Raw data »

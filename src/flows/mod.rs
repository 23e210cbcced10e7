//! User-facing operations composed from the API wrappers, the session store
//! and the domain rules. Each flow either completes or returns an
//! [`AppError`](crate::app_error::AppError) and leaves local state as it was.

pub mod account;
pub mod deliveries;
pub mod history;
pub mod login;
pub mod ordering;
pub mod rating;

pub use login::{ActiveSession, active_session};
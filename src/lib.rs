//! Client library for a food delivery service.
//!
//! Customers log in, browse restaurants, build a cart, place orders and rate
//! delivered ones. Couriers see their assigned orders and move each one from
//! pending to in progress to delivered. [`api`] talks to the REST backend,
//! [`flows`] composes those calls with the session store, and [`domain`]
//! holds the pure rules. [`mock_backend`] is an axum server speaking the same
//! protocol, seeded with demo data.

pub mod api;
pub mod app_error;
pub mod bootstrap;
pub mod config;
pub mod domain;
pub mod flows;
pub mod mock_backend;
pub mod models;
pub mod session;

Task prompt » Gather up every line in the data above that contains the word "with", copying each one.

Expected answer »
//! [`flows`] composes those calls with the session store, and [`domain`]
//! protocol, seeded with demo data.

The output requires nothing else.